# onClick -> Hintergrundfarbe wechseln?



## Suchfunktion (28. Juni 2007)

Hi,

ich moechte bei einem onClick-Event die Hintergrundfarbe des entsprechenden a-Tags aendern lassen.

[rot]->onClick->[gruen]->onClick->[rot]->usw.
(Also bei jedem Klick soll es auf die entsprechend andere Farbe wechseln..)

Problem:
Wenn ich die Seite aufrufe und auf den roten a-Tag klicke, faerbt er sich gruen.
Klicke ich allerdings nochmal drauf, passiert nichts. (-> Hier sollte sich die Farbe wieder zu rot [ursprungsfarbe] aendern.)

Hier mein Script:

```
<html>
<head>
  <script type="text/javascript">
    function activateItem(data){
      data.style.backgroundColor= data.style.backgroundColor='#900'?'#090':'#900';
    }
  </script>
</head>
<body>
  <a href="javascript:;" style="color:#fff; background-color:#900; padding:2px;" onclick="activateItem(this);">inaktiv</a></span>
</body>
</html>
```

Findet jemand den Fehler
(Habe es schon im Firefox, Netscape, IE, etc. ausprobiert.. ohne Erfolg.. :-( )


----------



## Enumerator (28. Juni 2007)

Moin!

Ich würde sagen, du hast DEN standart Schusselfehler gemacht: Die Bedingung des Ausdrucks ist eine Zuweisung...
	
	
	



```
data.style.backgroundColor= data.style.backgroundColor='#900'?'#090':'#900';
```
 ändern in 
	
	
	



```
data.style.backgroundColor= (data.style.backgroundColor=='#900')?'#090':'#900';
```

Gruß
Enum


----------



## Revenge1992 (29. Juni 2007)

hat auch irgendjemand ein Code dazu wie man das ganze in einem drop down feld machen kann? sprich sobald man auf ein wort im drop down feld klickt, dass sich dann das Hintergrundbild ändert? 

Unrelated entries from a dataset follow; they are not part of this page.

use std::path::PathBuf;
use thiserror::Error;

/// The main error type for rawfetch operations.
#[derive(Debug, Error)]
pub enum RawfetchError {
    #[error("IO error: {0}")]
    Io(#[from] std::io::Error),

    #[error("Failed to download {url}: {message}")]
    Download { url: String, message: String },

    #[error("Hash verification failed for {path}: expected {expected}, got {actual}")]
    Integrity {
        path: PathBuf,
        expected: String,
        actual: String,
    },

    #[error("Unsupported archive format: {0}")]
    UnsupportedFormat(String),

    #[error("Refusing to extract '{entry}' from {archive}: path escapes the destination")]
    UnsafeArchiveEntry { archive: PathBuf, entry: String },

    #[error("Failed to read archive {path}: {message}")]
    Archive { path: PathBuf, message: String },

    #[error("Could not provision hub client '{hub}': {message}")]
    Provisioning { hub: String, message: String },

    #[error("Failed to serialize report: {0}")]
    ReportJson(#[from] serde_json::Error),

    #[error("Downloaded path {0} not found")]
    PathNotFound(PathBuf),

    #[error("Hub '{hub}' failed for dataset '{dataset}': {message}")]
    Hub {
        hub: String,
        dataset: String,
        message: String,
    },
}
fn main() {
    if let Err(e) = rawfetch::run() {
        eprintln!("Error: {e}");
        std::process::exit(1);
    }
}
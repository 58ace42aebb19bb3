use std::path::PathBuf;
use std::process::{Command, Stdio};

use tracing::debug;

use crate::error::RawfetchError;

use super::provision::{CommandProvisioner, Provisioner};
use super::DatasetHub;

const PACKAGE: &str = "kagglehub";

/// Prints the local path of the downloaded dataset on the last stdout line.
const RESOLVE_PROGRAM: &str =
    "import sys, kagglehub\nprint(kagglehub.dataset_download(sys.argv[1]))";

/// Kaggle datasets via the `kagglehub` Python package.
///
/// Credentials and caching are left entirely to `kagglehub`
/// (`~/.kaggle/kaggle.json`, `KAGGLE_USERNAME`/`KAGGLE_KEY`).
#[derive(Clone, Debug)]
pub struct KaggleHub {
    python: PathBuf,
}

impl KaggleHub {
    pub fn new(python: impl Into<PathBuf>) -> Self {
        Self {
            python: python.into(),
        }
    }

    /// Installation strategies tried when `kagglehub` is missing: pipx
    /// first, then pip into the interpreter overriding system protection.
    pub fn default_provisioners(&self) -> Vec<Box<dyn Provisioner>> {
        vec![
            Box::new(CommandProvisioner::new(
                PACKAGE,
                "pipx",
                ["install", PACKAGE, "--include-deps"],
            )),
            Box::new(CommandProvisioner::new(
                PACKAGE,
                self.python.clone(),
                ["-m", "pip", "install", PACKAGE, "--break-system-packages"],
            )),
        ]
    }
}

impl DatasetHub for KaggleHub {
    fn name(&self) -> &str {
        PACKAGE
    }

    fn is_available(&self) -> bool {
        Command::new(&self.python)
            .args(["-c", "import kagglehub"])
            .stdout(Stdio::null())
            .stderr(Stdio::null())
            .status()
            .map(|status| status.success())
            .unwrap_or(false)
    }

    fn resolve(&self, dataset_id: &str) -> Result<PathBuf, RawfetchError> {
        let hub_err = |message: String| RawfetchError::Hub {
            hub: PACKAGE.to_string(),
            dataset: dataset_id.to_string(),
            message,
        };

        debug!("{} -c <kagglehub.dataset_download> {dataset_id}", self.python.display());
        let output = Command::new(&self.python)
            .args(["-c", RESOLVE_PROGRAM, dataset_id])
            .stdin(Stdio::null())
            .stderr(Stdio::inherit())
            .output()
            .map_err(|source| {
                hub_err(format!("failed to run {}: {source}", self.python.display()))
            })?;

        if !output.status.success() {
            return Err(hub_err(format!("dataset_download exited with {}", output.status)));
        }

        let stdout = String::from_utf8_lossy(&output.stdout);
        last_non_empty_line(&stdout)
            .map(PathBuf::from)
            .ok_or_else(|| hub_err("dataset_download did not report a path".to_string()))
    }

    fn manual_install_hint(&self) -> Vec<String> {
        vec![
            format!("pipx install {PACKAGE} --include-deps"),
            format!("pip install {PACKAGE} --break-system-packages"),
        ]
    }
}

fn last_non_empty_line(output: &str) -> Option<&str> {
    output
        .lines()
        .map(str::trim)
        .filter(|line| !line.is_empty())
        .next_back()
}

Ist ein bisschen abgeleitet vom eigentlichen Fall wollte aber keinen neuen Thread aufmachen. Hoffe das ist ok


----------



## Enumerator (29. Juni 2007)

Hi!

Genau das gleiche Prinzip:
	
	
	



```
<script type="text/javascript"><!--

function change()
{
	if(window.style)
	{
 		return window.style.backgroundImage = "url(bild.jpg)";
	}

	if(document.documentElement && document.documentElement.style)
	{
		return document.documentElement.style.backgroundImage = "url(bild.jpg)";
	}

	if(document.body && document.body.style)
	{
		return document.body.style.backgroundImage = "url(bild.jpg)";
	}  
}

--></script>

<select onclick="change();">
 <option> Alpa
 <option> Beta
 <option> Gamma
 <option> Delta
</select>
```

Ach ja, die Funktion "change();" ist so groß ausgefallen um sicherzugehen, dass es in möglichst vielen Browsern funktioniert. Einfacher wäre es, du weist dem <body>-Tag ein ID-Attribut zu (z.B. "body"), dann könnte das wie folgt aussehen:
	
	
	



```
function change()
{
	if(document.getElementById("body")
	{
		return document.getElementById("body").style.backgroundImage = "url(bild.jpg)";
	}  
}
```

Das onClick-Attribut des <select>-Feldes könntest du auch durch onChange oder onMouseDown ersetzen. Oder du versuchst, das Attribut nicht für das Feld, sondern für die <option>-Tags zu setzen. Was allerdings nicht in jedem Browser funktionieren wird...

Gruß
Enum


----------



## Enumerator (29. Juni 2007)

PS:

Natürlich musst Du das ganze nicht unbedingt auf das <body> Tag anwenden. Wenn Du mit IDs arbeitest, kannst Du so jedem Blockelement ein dynamisches Hintergrundbild verpassen...


----------



## Sven Mintel (29. Juni 2007)

es gibt ein weiteres Problem in diversen Browsern(bspw. Geckos):
Diese Verwalten Farbwerte intern im Format rgb(r,g,b), weswegen dein Vergleich dort nie funktionieren wird.

Kannst ja mal probieren 

```
<b style="background-color:#900" onclick="alert(this.style.backgroundColor)">fiese Falle</s>
```


Workaround: arbeite mit Klassen, zum Vergleich ziehe dann halt die Klassennamen heran.


----------



## Revenge1992 (29. Juni 2007)

Hallo, habe gerade versucht den Code mal ein bisschen zu bearbeiten. Aber effektiv hat es garnicht geklappt. ICh versteh das ganze nicht das soll ja hinterher so laufen dass wenn man auf einen z.B Designnamen im DropDown Feld klickt, dass sich dann das Hintergrundbild/Design ändert. Aber das klappt garnicht Oo


----------